# Youtube?



## thoron (Nov 29, 2012)

I'm not sure if this is the best place to post this, but does anybody know what happened to Youtube? The layout when logged in is really bad, it looks like it always does. Here's what I'm looking at.

Logged in: https://www.dropbox.com/s/fjuamljpj3fw3j0/YouTube.jpg
Logged out: https://www.dropbox.com/s/141h4i15bh798ef/YouTube Logged Out.jpg

And before anyone jumps me for using IE8, I also tried it in FF15 and it went the same way.

Is there a way to switch it back that I'm not seeing? Or is Youtube just doing something really stupid?


----------



## Kazooie (Nov 29, 2012)

I can't find any settings to change it back. Switching between my two accounts also changes the layout it uses. Weird.


----------



## Runefox (Nov 29, 2012)

I'm not sure there IS a way to go back to the old style permanently, as eventually, like with every YouTube layout update, it will become the standard and only layout option available. That said, I can't imagine that this is how they're going to keep it - Left-aligned and cut off at about the midpoint on a widescreen monitor?
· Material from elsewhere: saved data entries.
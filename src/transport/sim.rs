//! Simulated servo bus - ideal in-memory actuators with scriptable faults

use std::collections::HashMap;
use std::sync::Arc;

use parking_lot::Mutex;
use rand::rngs::StdRng;
use rand::{Rng, SeedableRng};

use super::dynamixel::reinterpret_signed;
use super::{PortConfig, ServoLink, Transport, TransportError};

/// Position an unknown simulated servo reports before its first write.
pub const DEFAULT_SIM_POSITION: i32 = 2048;

#[derive(Debug, Clone, Copy, PartialEq, Eq, Hash)]
pub enum SimOp {
    Open,
    SetRate,
    Read,
    Write,
    Torque,
}

#[derive(Default)]
struct SimState {
    positions: HashMap<u8, i32>,
    torque: HashMap<u8, bool>,
    writes: Vec<(u8, u32)>,
    opens: HashMap<u8, usize>,
    closes: HashMap<u8, usize>,
    baud: HashMap<u8, u32>,
    failures: HashMap<(u8, SimOp), TransportError>,
    random: Option<(StdRng, f64)>,
}

impl SimState {
    fn check(&mut self, id: u8, op: SimOp) -> Result<(), TransportError> {
        if let Some(err) = self.failures.get(&(id, op)) {
            return Err(err.clone());
        }
        if let Some((rng, rate)) = self.random.as_mut() {
            if matches!(op, SimOp::Read | SimOp::Write | SimOp::Torque) && rng.gen_bool(*rate) {
                return Err(TransportError::Comm(format!("simulated timeout on id {id}")));
            }
        }
        Ok(())
    }

    fn position(&self, id: u8) -> i32 {
        self.positions.get(&id).copied().unwrap_or(DEFAULT_SIM_POSITION)
    }
}

/// In-memory bus. Clones share state, so a test keeps one handle for inspection
/// while the bank owns the links.
#[derive(Clone, Default)]
pub struct SimulatedBus {
    state: Arc<Mutex<SimState>>,
}

impl SimulatedBus {
    pub fn new() -> Self {
        Self::default()
    }

    /// Start with the given servos already sitting at known positions.
    pub fn with_positions(positions: impl IntoIterator<Item = (u8, i32)>) -> Self {
        let bus = Self::new();
        bus.state.lock().positions.extend(positions);
        bus
    }

    /// Fail each read/write/torque transaction with probability `rate`.
    pub fn with_fault_rate(self, rate: f64, seed: u64) -> Self {
        self.state.lock().random = Some((StdRng::seed_from_u64(seed), rate.clamp(0.0, 1.0)));
        self
    }

    /// Make every `op` on `id` fail with `err` until cleared.
    pub fn fail(&self, id: u8, op: SimOp, err: TransportError) {
        self.state.lock().failures.insert((id, op), err);
    }

    pub fn clear_failures(&self) {
        let mut state = self.state.lock();
        state.failures.clear();
        state.random = None;
    }

    /// Move a servo by hand, as if someone pushed the arm.
    pub fn set_position(&self, id: u8, position: i32) {
        self.state.lock().positions.insert(id, position);
    }

    pub fn position(&self, id: u8) -> i32 {
        self.state.lock().position(id)
    }

    pub fn torque(&self, id: u8) -> bool {
        self.state.lock().torque.get(&id).copied().unwrap_or(false)
    }

    pub fn baud(&self, id: u8) -> Option<u32> {
        self.state.lock().baud.get(&id).copied()
    }

    /// Values written to `id`, oldest first.
    pub fn writes_for(&self, id: u8) -> Vec<u32> {
        self.state
            .lock()
            .writes
            .iter()
            .filter(|(wid, _)| *wid == id)
            .map(|&(_, value)| value)
            .collect()
    }

    pub fn write_count(&self) -> usize {
        self.state.lock().writes.len()
    }

    pub fn open_count(&self, id: u8) -> usize {
        self.state.lock().opens.get(&id).copied().unwrap_or(0)
    }

    pub fn close_count(&self, id: u8) -> usize {
        self.state.lock().closes.get(&id).copied().unwrap_or(0)
    }
}

impl Transport for SimulatedBus {
    fn open(&mut self, id: u8, _config: &PortConfig) -> Result<Box<dyn ServoLink>, TransportError> {
        let mut state = self.state.lock();
        state.check(id, SimOp::Open)?;
        *state.opens.entry(id).or_default() += 1;
        Ok(Box::new(SimLink {
            id,
            state: Arc::clone(&self.state),
        }))
    }
}

// ============================================================================
// LINK
// ============================================================================

struct SimLink {
    id: u8,
    state: Arc<Mutex<SimState>>,
}

impl ServoLink for SimLink {
    fn set_rate(&mut self, baud: u32) -> Result<(), TransportError> {
        let mut state = self.state.lock();
        state.check(self.id, SimOp::SetRate)?;
        state.baud.insert(self.id, baud);
        Ok(())
    }

    fn read_position(&mut self, id: u8) -> Result<i32, TransportError> {
        let mut state = self.state.lock();
        state.check(id, SimOp::Read)?;
        Ok(state.position(id))
    }

    fn write_position(&mut self, id: u8, value: u32) -> Result<(), TransportError> {
        let mut state = self.state.lock();
        state.check(id, SimOp::Write)?;
        state.writes.push((id, value));
        state.positions.insert(id, reinterpret_signed(value));
        Ok(())
    }

    fn set_torque(&mut self, id: u8, enabled: bool) -> Result<(), TransportError> {
        let mut state = self.state.lock();
        state.check(id, SimOp::Torque)?;
        state.torque.insert(id, enabled);
        Ok(())
    }

    fn close(self: Box<Self>) {
        *self.state.lock().closes.entry(self.id).or_default() += 1;
    }
}
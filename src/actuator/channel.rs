use std::time::Instant;

use tracing::{debug, info, warn};

use super::{Axis, PositionLimits};
use crate::ipc::DiagnosticLog;
use crate::metrics::{Transaction, TransportMetrics};
use crate::transport::{PortConfig, ServoLink, Transport, TransportError};

/// Snapshot of one channel for the status display.
#[derive(Debug, Clone, Copy, PartialEq, Eq)]
pub struct ChannelStatus {
    pub id: u8,
    pub axis: Axis,
    pub observed: i32,
    pub target: i32,
    pub offset: i32,
    pub online: bool,
}

// ============================================================================
// ACTUATOR CHANNEL - One servo, its calibration and its link
// ============================================================================

/// One addressable servo.
///
/// `target` is relative to `offset`; the value on the wire is
/// `target + offset` clamped to `limits`. Transaction failures are logged and
/// swallowed here, so callers only see whether the operation went through.
pub struct ActuatorChannel {
    id: u8,
    axis: Axis,
    offset: i32,
    target: i32,
    observed: i32,
    limits: PositionLimits,
    link: Option<Box<dyn ServoLink>>,
    excluded: Option<String>,
    diagnostics: DiagnosticLog,
    metrics: TransportMetrics,
}

impl ActuatorChannel {
    /// A channel with no link yet. It ignores commands until connected.
    pub fn new(
        id: u8,
        axis: Axis,
        limits: PositionLimits,
        diagnostics: DiagnosticLog,
        metrics: TransportMetrics,
    ) -> Self {
        Self {
            id,
            axis,
            offset: 0,
            target: 0,
            observed: 0,
            limits,
            link: None,
            excluded: None,
            diagnostics,
            metrics,
        }
    }

    /// Open and configure the link. On failure the channel is excluded for the
    /// rest of the session and `false` is returned.
    pub fn connect(&mut self, transport: &mut dyn Transport, port: &PortConfig) -> bool {
        if self.link.is_some() {
            return true;
        }

        let mut link = match transport.open(self.id, port) {
            Ok(link) => link,
            Err(e) => {
                self.exclude("open", &e);
                return false;
            }
        };
        if let Err(e) = link.set_rate(port.baud) {
            link.close();
            self.exclude("set_rate", &e);
            return false;
        }

        debug!(channel = self.id, axis = %self.axis, "connected");
        self.link = Some(link);
        true
    }

    fn exclude(&mut self, op: &'static str, err: &TransportError) {
        warn!(channel = self.id, op, error = %err, "channel excluded");
        self.diagnostics.record(self.id, op, err.to_string());
        self.metrics.record_exclusion();
        self.excluded = Some(err.to_string());
    }

    /// Run one transaction on the link, recording its outcome. `None` when the
    /// channel has no link or the transaction failed.
    fn transact<T>(
        &mut self,
        kind: Transaction,
        op: &'static str,
        f: impl FnOnce(&mut dyn ServoLink, u8) -> Result<T, TransportError>,
    ) -> Option<T> {
        let link = self.link.as_deref_mut()?;
        let start = Instant::now();
        let result = f(link, self.id);
        self.metrics.record(kind, start.elapsed(), result.is_ok());

        match result {
            Ok(value) => Some(value),
            Err(e) => {
                warn!(channel = self.id, op, error = %e, "transaction failed");
                self.diagnostics.record(self.id, op, e.to_string());
                None
            }
        }
    }

    pub fn engage(&mut self) -> bool {
        self.transact(Transaction::Torque, "torque_on", |link, id| {
            link.set_torque(id, true)
        })
        .is_some()
    }

    /// Read the current position into `observed`.
    pub fn refresh(&mut self) -> Option<i32> {
        let position = self.transact(Transaction::Read, "read", |link, id| link.read_position(id))?;
        self.observed = position;
        Some(position)
    }

    /// Take the current position as the new neutral. The servo does not move:
    /// the target is reset to zero so the command equals the new offset.
    /// A failed read leaves offset and target untouched.
    pub fn calibrate(&mut self) -> bool {
        match self.refresh() {
            Some(position) => {
                self.offset = position;
                self.target = 0;
                true
            }
            None => false,
        }
    }

    /// Command an offset-relative target. On failure the previous target stands.
    pub fn command(&mut self, target: i32) -> bool {
        if self.link.is_none() {
            return false;
        }
        let value = self.limits.clamp(i64::from(target) + i64::from(self.offset));
        // Two's complement on the wire, the inverse of `reinterpret_signed`.
        let sent = self.transact(Transaction::Write, "write", |link, id| {
            link.write_position(id, value as u32)
        });
        if sent.is_some() {
            self.target = target;
        }
        sent.is_some()
    }

    /// Disengage and close the link, best-effort. Closing happens even if the
    /// torque-off fails. Calling again is a no-op.
    pub fn release(&mut self) -> Result<(), TransportError> {
        let Some(mut link) = self.link.take() else {
            return Ok(());
        };
        let start = Instant::now();
        let result = link.set_torque(self.id, false);
        self.metrics.record(Transaction::Torque, start.elapsed(), result.is_ok());
        link.close();

        match &result {
            Ok(()) => debug!(channel = self.id, "released"),
            Err(e) => {
                warn!(channel = self.id, op = "torque_off", error = %e, "transaction failed");
                self.diagnostics.record(self.id, "torque_off", e.to_string());
            }
        }
        result
    }

    pub fn id(&self) -> u8 {
        self.id
    }

    pub fn axis(&self) -> Axis {
        self.axis
    }

    pub fn offset(&self) -> i32 {
        self.offset
    }

    pub fn target(&self) -> i32 {
        self.target
    }

    pub fn observed(&self) -> i32 {
        self.observed
    }

    /// Value that the current target puts on the wire.
    pub fn command_value(&self) -> i32 {
        self.limits.clamp(i64::from(self.target) + i64::from(self.offset))
    }

    pub fn is_online(&self) -> bool {
        self.link.is_some()
    }

    /// Why the channel was taken out of service, if it was.
    pub fn excluded(&self) -> Option<&str> {
        self.excluded.as_deref()
    }

    pub fn status(&self) -> ChannelStatus {
        ChannelStatus {
            id: self.id,
            axis: self.axis,
            observed: self.observed,
            target: self.target,
            offset: self.offset,
            online: self.is_online(),
        }
    }
}

impl Drop for ActuatorChannel {
    fn drop(&mut self) {
        if self.link.is_some() {
            info!(channel = self.id, "releasing on drop");
            let _ = self.release();
        }
    }
}
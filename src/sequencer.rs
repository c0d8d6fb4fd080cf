//! Sweep sequencer - timed tilt sample streams for the two demonstration sweeps
//!
//! A sweep settles at the origin, ramps `tilt.x` out to the sweep angle, rotates the
//! tilt vector once around the full circle and ramps back in. The sequence is a lazy
//! iterator; the controller paces it and may drop it at any sample boundary.

use std::time::Duration;

use crate::control::Mode;
use crate::mapping::{Mapping, Tilt};

#[derive(Debug, Clone, Copy, PartialEq, Eq)]
pub enum SweepKind {
    /// Every arm follows the same tilt about its own origin.
    Origin,
    /// The tilt is distributed over the arms as a whole-body tilt.
    Body,
}

impl SweepKind {
    pub fn mapping(self) -> Mapping {
        match self {
            SweepKind::Origin => Mapping::Uniform,
            SweepKind::Body => Mapping::Body,
        }
    }

    pub fn mode(self) -> Mode {
        match self {
            SweepKind::Origin => Mode::SweepOrigin,
            SweepKind::Body => Mode::SweepBody,
        }
    }
}

#[derive(Debug, Clone, Copy, PartialEq, Eq)]
pub enum SweepPhase {
    Settle,
    RampIn,
    Rotate,
    RampOut,
}

#[derive(Debug, Clone, Copy, PartialEq)]
pub struct SweepSample {
    pub phase: SweepPhase,
    /// Position within the phase.
    pub index: usize,
    pub tilt: Tilt,
    /// Wait after transmitting this sample.
    pub delay: Duration,
}

// ============================================================================
// SWEEP PROFILE
// ============================================================================

#[derive(Debug, Clone, Copy, PartialEq, Eq)]
pub struct SweepProfile {
    pub angle_deg: u32,
    /// Must be at least 1.
    pub step_deg: u32,
    pub sample_delay: Duration,
    pub settle_delay: Duration,
}

impl Default for SweepProfile {
    fn default() -> Self {
        Self {
            angle_deg: 30,
            step_deg: 5,
            sample_delay: Duration::from_millis(100),
            settle_delay: Duration::from_secs(1),
        }
    }
}

impl SweepProfile {
    /// Same shape with every delay removed.
    pub fn instant(self) -> Self {
        Self {
            sample_delay: Duration::ZERO,
            settle_delay: Duration::ZERO,
            ..self
        }
    }

    fn step(&self) -> u32 {
        self.step_deg.max(1)
    }

    /// Samples in each of the ramp-in and ramp-out phases.
    pub fn ramp_len(&self) -> usize {
        (self.angle_deg / self.step()) as usize + 1
    }

    pub fn rotate_len(&self) -> usize {
        (360 / self.step()) as usize + 1
    }

    pub fn phase_len(&self, phase: SweepPhase) -> usize {
        match phase {
            SweepPhase::Settle => 1,
            SweepPhase::RampIn | SweepPhase::RampOut => self.ramp_len(),
            SweepPhase::Rotate => self.rotate_len(),
        }
    }

    pub fn total_len(&self) -> usize {
        1 + 2 * self.ramp_len() + self.rotate_len()
    }

    /// Time the full sweep spends waiting between samples.
    pub fn duration(&self) -> Duration {
        self.settle_delay + self.sample_delay * (self.total_len() as u32 - 1)
    }

    pub fn sequence(&self) -> SweepSequence {
        SweepSequence {
            profile: *self,
            phase: Some(SweepPhase::Settle),
            index: 0,
            emitted: 0,
        }
    }

    fn rotate_tilt(&self, index: usize) -> Tilt {
        let angle = f64::from(self.angle_deg);
        let k = (index as f64 * f64::from(self.step())).to_radians();
        Tilt::new(angle * k.cos(), angle * k.sin())
    }

    fn sample(&self, phase: SweepPhase, index: usize) -> SweepSample {
        let step = f64::from(self.step());
        let angle = f64::from(self.angle_deg);
        let tilt = match phase {
            SweepPhase::Settle => Tilt::ZERO,
            SweepPhase::RampIn => Tilt::new(index as f64 * step, 0.0),
            SweepPhase::Rotate => self.rotate_tilt(index),
            SweepPhase::RampOut => {
                let hold_y = self.rotate_tilt(self.rotate_len() - 1).y;
                Tilt::new(angle - index as f64 * step, hold_y)
            }
        };
        let delay = match phase {
            SweepPhase::Settle => self.settle_delay,
            _ => self.sample_delay,
        };
        SweepSample {
            phase,
            index,
            tilt,
            delay,
        }
    }
}

// ============================================================================
// SWEEP SEQUENCE
// ============================================================================

#[derive(Debug, Clone)]
pub struct SweepSequence {
    profile: SweepProfile,
    phase: Option<SweepPhase>,
    index: usize,
    emitted: usize,
}

impl SweepSequence {
    /// Start over from the settle sample.
    pub fn restart(&mut self) {
        *self = self.profile.sequence();
    }
}

impl Iterator for SweepSequence {
    type Item = SweepSample;

    fn next(&mut self) -> Option<SweepSample> {
        let phase = self.phase?;
        let sample = self.profile.sample(phase, self.index);

        self.index += 1;
        self.emitted += 1;
        if self.index >= self.profile.phase_len(phase) {
            self.index = 0;
            self.phase = match phase {
                SweepPhase::Settle => Some(SweepPhase::RampIn),
                SweepPhase::RampIn => Some(SweepPhase::Rotate),
                SweepPhase::Rotate => Some(SweepPhase::RampOut),
                SweepPhase::RampOut => None,
            };
        }
        Some(sample)
    }

    fn size_hint(&self) -> (usize, Option<usize>) {
        let remaining = self.profile.total_len() - self.emitted;
        (remaining, Some(remaining))
    }
}

impl ExactSizeIterator for SweepSequence {}
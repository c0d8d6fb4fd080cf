//! Visualization module - console status rows and sweep trajectory charts

pub mod dashboard;
pub mod trajectory;

pub use dashboard::{render_diagnostics, render_status};
pub use trajectory::{render_trajectory_svg, sweep_trajectory, TrajectoryPoint};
Seems like some people are being selected for "early beta" access.

Personally, I don't have the layout.


----------



## Teal (Nov 29, 2012)

The one you are showing as "logged out" is the one I have. It just changed on me one day (for the second time....).


----------



## Runefox (Nov 29, 2012)

Found it. In Firefox or Chrome, press CTRL+SHIFT+J (IE: F12, then go to Console, and choose Single Line mode). In the new box that opens, type document.cookie="VISITOR_INFO1_LIVE=" and hit enter. Then refresh. If you want to get it back, do the same thing, except type document.cookie="VISITOR_INFO1_LIVE=jZNC3DCddAk;"

That being said... What the hell ARE you doing with IE8 on Windows 7? IE9 is available... Why? Same deal with Firefox 15. We're on 17.


----------



## thoron (Nov 29, 2012)

Runefox said:


> That being said... What the hell ARE you doing with IE8 on Windows 7? IE9 is available... Why? Same deal with Firefox 15. We're on 17.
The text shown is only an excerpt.